ですから、病院に患者さんとしてやってきている人たちは、医療者にとっては修正の対象としてみなされているわけです。さらに言うのなら、修正のゴールは医療者によって定められ、そこに最短距離で向かっていくことが良しとされます。

私も、内科医として20年以上、今ここに書いたようなことを信じてきたところがあります。高い血圧や血糖値は医学によって定められた正常値範囲内にまで低くならないといけないし、見つかったポリープは切除されなければならない。痛いのもかゆいのも消さないといけない。まっすぐ歩けないならまっすぐに歩けるように患者さんに頑張ってもらう。これが医師の務めと信じてきましたし今も割と信じているわけです。

そんな中で最近「まてよ??ひょっとしたらうまくいかないことのほうが当たり前で、うまくいってるほうが変なのでは?」という問いが私の中に出てきました。そして、「いかにうまくいかない状態をうまくいくように修正するか?」というアプローチでまさにうまくいかないとき、「うまくいかなくて困ってしまう状況をいかにうまくいかないなりの人生を患者さんが歩み続けることを支援するか?」というアプローチがありそうだ、ということを考えるようになってきました。

こんなこと、「あたりまえじゃん」と感じる人は多いかもしれません。でも、私にとってはどうやら当たり前ではなかったのです。
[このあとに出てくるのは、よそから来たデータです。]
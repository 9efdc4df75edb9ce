use super::models::Subscription;
use crate::shared::api_client::ApiClient;
use crate::shared::clock::LocalZone;
use crate::shared::config::environment::AppwriteSettings;
use crate::shared::errors::AppResult;
use async_trait::async_trait;
use log::{debug, warn};

/// サブスクリプション一覧の取得元
#[async_trait]
pub trait SubscriptionSource: Send + Sync {
    /// 全件を取得する。失敗時は呼び出し側の状態を変更してはならない
    async fn fetch_all(&self) -> AppResult<Vec<Subscription>>;
}

/// Appwrite設定の読み込み元
#[derive(Debug, Clone)]
pub enum SettingsSource {
    /// 取得のたびに環境変数から読み込む
    Environment,
    /// 固定値
    Fixed(AppwriteSettings),
}

impl SettingsSource {
    fn load(&self) -> AppwriteSettings {
        match self {
            SettingsSource::Environment => AppwriteSettings::from_env(),
            SettingsSource::Fixed(settings) => settings.clone(),
        }
    }
}

/// Appwriteコレクションからサブスクリプションを取得する
pub struct AppwriteSubscriptionSource {
    client: ApiClient,
    settings: SettingsSource,
    zone: LocalZone,
}

impl AppwriteSubscriptionSource {
    pub fn new(client: ApiClient, settings: SettingsSource, zone: LocalZone) -> Self {
        Self {
            client,
            settings,
            zone,
        }
    }
}

#[async_trait]
impl SubscriptionSource for AppwriteSubscriptionSource {
    async fn fetch_all(&self) -> AppResult<Vec<Subscription>> {
        // 設定は取得のたびに読み直す
        let settings = self.settings.load();
        if let Err(e) = settings.validate() {
            warn!("Appwrite設定が不完全なため取得を中止します: {e}");
            return Err(e);
        }

        let documents = self.client.list_documents(&settings).await?;
        let subscriptions: Vec<Subscription> = documents
            .into_iter()
            .map(|document| Subscription::from_document(document, &self.zone))
            .collect();

        debug!("サブスクリプションに変換しました: count={}", subscriptions.len());
        Ok(subscriptions)
    }
}
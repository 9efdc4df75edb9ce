/// 機能別モジュール
///
/// このモジュールは、アプリケーションの機能を機能別に整理したモジュール群を提供します。
/// 各機能モジュールは、その機能に関連するコード（モデル、コマンド、サービス）
/// を含む自己完結型のユニットです。
// 機能モジュールの宣言
pub mod expiry;
pub mod startup;
pub mod subscriptions;
pub mod tray;
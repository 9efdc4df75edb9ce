/// 環境変数・設定管理
pub mod environment;

pub use environment::{
    initialize_logging_system, load_environment_variables, AppwriteSettings, EnvironmentConfig,
    SchedulerConfig,
};
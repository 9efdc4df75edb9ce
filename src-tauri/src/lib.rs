// 機能モジュール構造
pub mod features;
pub mod shared;

use features::expiry::ExpiryScheduler;
use features::startup::{ensure_run_on_startup, LaunchOptions};
use features::subscriptions::{
    self, AppwriteSubscriptionSource, SettingsSource, SubscriptionSource, SubscriptionStore,
    TauriStoreObserver,
};
use features::tray::{self, TauriNotifier};
use log::{error, info, warn};
use shared::api_client::ApiClient;
use shared::{
    initialize_logging_system, load_environment_variables, AppwriteSettings, EnvironmentConfig,
    LocalZone, SchedulerConfig, SystemClock,
};
use std::sync::Arc;
use tauri::Manager;

/// アプリケーション状態（サブスクリプション一覧と取得元を保持）
pub struct AppState {
    pub store: Arc<SubscriptionStore>,
    pub source: Arc<dyn SubscriptionSource>,
    pub zone: LocalZone,
}

#[cfg_attr(mobile, tauri::mobile_entry_point)]
pub fn run() {
    tauri::Builder::default()
        .plugin(tauri_plugin_opener::init())
        .plugin(tauri_plugin_notification::init())
        .setup(|app| {
            // 環境に応じた.envファイルを読み込み（ログシステム初期化前に実行）
            load_environment_variables();
            initialize_logging_system();

            info!("アプリケーション初期化を開始します...");

            let launch = LaunchOptions::from_env();
            info!("起動オプション: run_hidden={}", launch.run_hidden);

            ensure_run_on_startup();

            // 設定不足でも起動は続け、一覧画面にステータスとして表示する
            let missing = AppwriteSettings::from_env().missing_keys();
            if !missing.is_empty() {
                if EnvironmentConfig::from_env().is_production() {
                    error!("Appwrite設定が不足しています: {}", missing.join(", "));
                } else {
                    warn!("Appwrite設定が不足しています（.envを確認してください）: {}", missing.join(", "));
                }
            }

            let scheduler_config = SchedulerConfig::from_env();
            let zone = LocalZone::from_option(scheduler_config.timezone);

            let client = ApiClient::new().map_err(|e| {
                error!("APIクライアントの初期化に失敗しました: {e}");
                e
            })?;

            // Appwrite設定は取得のたびに環境変数から読み直す
            let source: Arc<dyn SubscriptionSource> = Arc::new(AppwriteSubscriptionSource::new(
                client,
                SettingsSource::Environment,
                zone,
            ));
            let observer = Arc::new(TauriStoreObserver::new(app.handle().clone(), zone));
            let store = Arc::new(SubscriptionStore::with_observer(observer));

            app.manage(AppState {
                store: Arc::clone(&store),
                source: Arc::clone(&source),
                zone,
            });

            tray::build_tray(app.handle())?;

            if launch.run_hidden {
                tray::hide_main_window(app.handle());
            } else {
                tray::restore_main_window(app.handle());
            }

            // 起動時チェックの後、一定間隔で期限チェックを行う
            let scheduler = ExpiryScheduler::new(
                &scheduler_config,
                Arc::new(SystemClock::new(zone)),
                source,
                store,
                Arc::new(TauriNotifier::new(app.handle().clone())),
            );
            tauri::async_runtime::spawn(scheduler.run());

            info!("アプリケーション初期化が完了しました");
            Ok(())
        })
        .on_window_event(|window, event| tray::handle_window_event(window, event))
        .invoke_handler(tauri::generate_handler![
            // サブスクリプションコマンド
            subscriptions::commands::get_subscriptions,
            subscriptions::commands::refresh_subscriptions,
            subscriptions::commands::get_status_message,
            subscriptions::commands::open_subscription_site,
        ])
        .run(tauri::generate_context!())
        .expect("Tauriアプリケーションの実行中にエラーが発生しました");
}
実際、日常臨床においても、そうそううまくいくことなんて実はありません。だから、「うまくいかなくて困ってしまう状況をいかにうまくいかないなりの人生を患者さんが歩み続けることを支援するか?」というアプローチは実際にはたくさんの患者さんに対してたくさん考え、実践しているのです。ただ、これには「本来はうまくいくことに向かうことを前提としていて、そのアプローチに失敗した上での残念な結果」としてその方法をとっていたのだと思います。それはたぶん、私が「うまくいっていることはうまくいっていないことよりもえらい」という価値観に支配されているからなのだと思います。

ということで、このホームページフォーラムでは、もう少し「うまくいかないこと」を、「うまくいっていることからの欠落」としてとらえることから自由になった状態で見つめたり、考えたり、意見を交換したりすることをしたいと思っています。

「セルフケア」という言葉があります。例えば、無添加の食品を選んで摂取したり、血圧を毎日測ってグラフにしたりというようなことが一般的には「セルフケア」と呼ばれています。だとすると、これは結構医療者目線の言葉なのかもしれないと最近気が付きました。やはり「うまくいっていること」が本来の自分の姿であり、「うまくいっていないこと」は本来の自分ではない、というところから今呼ばれている「セルフケア」は出発しているような気がします。このフォーラムでは、「セルフケア」という言葉に新たな意味を見出そうと思っています。すなわち、「うまくいかないからだとこころ」と付き合わざるを得ない自分を愛でてみる、という意味での「セルフケア」です。

そして、実は「うまくいかない」のは、自分自身のからだとこころだけではなく、「あなたと私」だったりだとか、「あなたの中の私」だったりだとか、「私と社会」だったりとかも、まるでうまくいきません。いろんな「うまくいかなさ」をみつめながら、いい感じで「セルフケア」を適当に続けるような自分とか、そのセルフケアを支援する専門家の役割とかについて考えていけるとよいかと思います。